A literature review shows that many researchers have used traditional statistical methods in predicting biogas production, while others have employed ANN and ML techniques [8]. However, it is necessary to utilize more suitable ML models and XAI methods, such as feature importance, to investigate the crucial levels influencing biogas yield. In this research, we intend to address these drawbacks by using more appropriate ML models and XAI methods for feature identification.

3. Methodology

In this study, we propose a new top-down approach that uses machine learning techniques for preprocessing the data to predict daily biogas production using the secondary dataset. This is something new in our research because such an approach includes numerous explainable artificial intelligence (XAI) models to find the most substantial factors impacting biogas production.

3.1. Overview of the Methodology

This study develops a machine learning methodology for biogas production prediction using operational data from U.S. livestock facilities, implementing a rigorous analytical pipeline that begins with comprehensive data preprocessing, including ordinal and one-hot encoding, alongside data normalization demonstrated in Figure 1. We systematically evaluate model performance across three train-test splits (80:20, 70:30, and 50:50) incorporating both traditional regression techniques (Ridge, Lasso) and advanced ensemble methods (Random Forest, GBM, XGBoost, LightGBM), with hyperparameter optimization and cross-validation to ensure robustness.

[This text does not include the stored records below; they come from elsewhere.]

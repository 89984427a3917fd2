use ndarray::{ArrayView1, ArrayView2, Axis};

use crate::classifier::Classifier;
use crate::error::{Error, Result};
use crate::utils::one_hot;

/// Plain gradient descent with a fixed learning rate
#[derive(Debug, Clone)]
pub struct Optimizer {
    pub learning_rate: f32,
}

impl Optimizer {
    pub fn new(learning_rate: f32) -> Result<Self> {
        if !(learning_rate.is_finite() && learning_rate > 0.0) {
            return Err(Error::InvalidConfig(format!(
                "learning_rate must be finite and > 0, got {learning_rate}"
            )));
        }
        Ok(Self { learning_rate })
    }

    /// One update of `classifier` on a minibatch.
    ///
    /// Uses the closed-form gradient of the mean negative log-likelihood
    /// through the softmax:
    ///
    /// ```text
    /// dZ = (P - Y_onehot) / m
    /// dW = Xᵀ · dZ
    /// db = Σ_rows dZ
    /// ```
    ///
    /// # Returns
    ///
    /// The minibatch cost measured before the parameters are updated
    pub fn step(
        &self,
        classifier: &mut Classifier,
        input: ArrayView2<'_, f32>,
        labels: ArrayView1<'_, usize>,
    ) -> Result<f32> {
        let probabilities = classifier.forward(input)?;
        // also validates label count and range before one_hot indexes with them
        let cost = classifier.loss.calculate(probabilities.view(), labels)?;

        let m = labels.len() as f32;
        let dscores = (probabilities - one_hot(labels, classifier.n_classes)) / m;
        let weight_grads = input.t().dot(&dscores);
        let bias_grads = dscores.sum_axis(Axis(0));

        classifier
            .weights
            .scaled_add(-self.learning_rate, &weight_grads);
        classifier.bias.scaled_add(-self.learning_rate, &bias_grads);

        Ok(cost)
    }
}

The evaluation employs RMSE and R2 metrics complemented by Wilcoxon signed-rank tests to statistically verify performance differences, while SHAP analysis provides interpretability by identifying key predictive features like waste inputs and their directional impacts. This integrated approach combines predictive modeling with explainable AI techniques and offers both accurate forecasts and operational insights while addressing potential overfitting through regularization and extensive validation across multiple data partitions despite the limitations of a U.S.-specific dataset with a moderate sample size.

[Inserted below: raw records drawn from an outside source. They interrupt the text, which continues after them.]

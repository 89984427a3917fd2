use ndarray::{Array1, Array2, ArrayView2, Axis};

/// Row-wise softmax, computed in place.
///
/// Each row is shifted by its maximum before exponentiating so large scores
/// cannot overflow `exp`. The shift does not change the result.
pub fn softmax(mut scores: Array2<f32>) -> Array2<f32> {
    for mut row in scores.axis_iter_mut(Axis(0)) {
        let max = row.fold(f32::NEG_INFINITY, |acc, &x| acc.max(x));
        row.mapv_inplace(|x| (x - max).exp());
        let sum = row.sum();
        row.mapv_inplace(|x| x / sum);
    }
    scores
}

/// Index of the largest entry of every row. Ties go to the lowest index.
pub fn argmax_rows(values: ArrayView2<'_, f32>) -> Array1<usize> {
    values
        .axis_iter(Axis(0))
        .map(|row| {
            let mut best = 0;
            for (j, &x) in row.iter().enumerate() {
                if x > row[best] {
                    best = j;
                }
            }
            best
        })
        .collect()
}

Figure 1. Overview of the proposed methodology.

3.2. Description of Dataset and Variables

This study uses data from the U.S. Biogas dataset on Kaggle to forecast biogas production at regular intervals [17]. Covering cattle farms from around the U.S., this large dataset paints a broad picture of how biogas is produced. A vital tool for understanding when and how much renewable energy may be usable. It has data from cattle, dairy cows, and pig biogas projects with chickens. It can prove handy for people from different professions, including agriculture, green energy, environmental policy, etc., displayed in Table 1. The dataset consists of 491 observations from various places in the United States and about 29 attributes. Data preparation is one of the vital parts of machine learning, but this step consumes too much time work (around 60% of the budget for a data science project) [2]. Missing values were handled through median imputation for numerical data and mode imputation for categorical data. Outliers were removed using the IQR method. Categorical variables were encoded using one-hot encoding.

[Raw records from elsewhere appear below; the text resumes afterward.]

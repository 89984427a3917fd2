use ndarray::{Array2, ArrayView1};

/// `[m, n_classes]` indicator matrix with a single 1.0 per row at the label's column.
///
/// Labels must already be known to be `< n_classes`.
pub fn one_hot(labels: ArrayView1<'_, usize>, n_classes: usize) -> Array2<f32> {
    let mut encoded = Array2::zeros((labels.len(), n_classes));
    for (i, &label) in labels.iter().enumerate() {
        encoded[[i, label]] = 1.0;
    }
    encoded
}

Table 1. A brief description of the dataset.

Column name

Description

Year Operational

The year when the project became operational.

Cattle

Number of cattle involved.

Dairy

Number of dairy cows involved.

Poultry

Number of poultry involved.

Swine

Number of swine involved.

Biogas Generation Estimate (cu-ft/day)

Estimated daily biogas production.

Electricity Generated (kWh/yr)

Estimated annual electricity generation.

Total Emission Reductions (MTCO2e/yr)

Estimated total emission reduction.

Operational Years

Number of years the project has been operational.

Total_Animals

Total number of animals involved in the project.

Biogas_per_Animal (cu-ft/day)

Estimated biogas production per animal.

Emission_Reduction_per_Year

Estimated annual emission reduction per animal.

Electricity_to_Biogas_Ratio

The ratio between electricity generation and biogas production.

Total_Waste_kg/day

Estimated daily waste production.

Waste_Efficiency

Efficiency of waste conversion to biogas.

Electricity_Efficiency

Efficiency of biogas conversion to electricity.

3.3. Machine Learning Algorithms

3.3.1. Lasso Regression

Lasso regression, or Least Absolute Shrinkage and Selection Operator, is a regularization technique used to enhance the prediction accuracy and interpretability of regression models by enforcing sparsity. Unlike ridge regression, which applies an L2 penalty, lasso regression adds an L1 penalty to the loss function, where Yi are the observed values, Yi ^ that predicted values, βj the coefficients, and λ the regularization parameter [18]. The L1 penalty tends to shrink some coefficients exactly to zero, effectively performing variable selection and yielding a simpler model that retains only the most significant predictors. This sparsity property makes lasso regression particularly useful when dealing with high-dimensional data where the number of predictors exceeds the number of observations [19]. By appropriately tuning the λ parameter, one can control the complexity of the model, balancing bias and variance to improve predictive performance and interpretability [20]. Lasso regression is widely utilized in fields like bioinformatics and economics where model simplicity and feature selection are crucial [21].

3.3.2. Ridge Regression

Ridge regression is an extension of linear regression that addresses multicollinearity among predictor variables by incorporating a regularization term. This technique adds a penalty equal to the square of the magnitude of the coefficients to the loss function, thus shrinking the coefficients and reducing their variance [22]. The ridge regression equation modifies the ordinary least squares (OLS) regression by adding a regularization parameter λ, which minimizes the following cost function where Yi represents the observed values, Yi the predicted values, βj the coefficients, and λ the regularization parameter. By tuning λ, one can control the trade-off between fitting the data well and keeping the model coefficients small, which helps mitigate overfitting. Ridge regression is instrumental in situations with many correlated predictors, as it improves the model’s generalization performance [20]. This method retains all predictors in the final model, unlike other techniques such as Lasso regression, which can shrink some coefficients to zero [19].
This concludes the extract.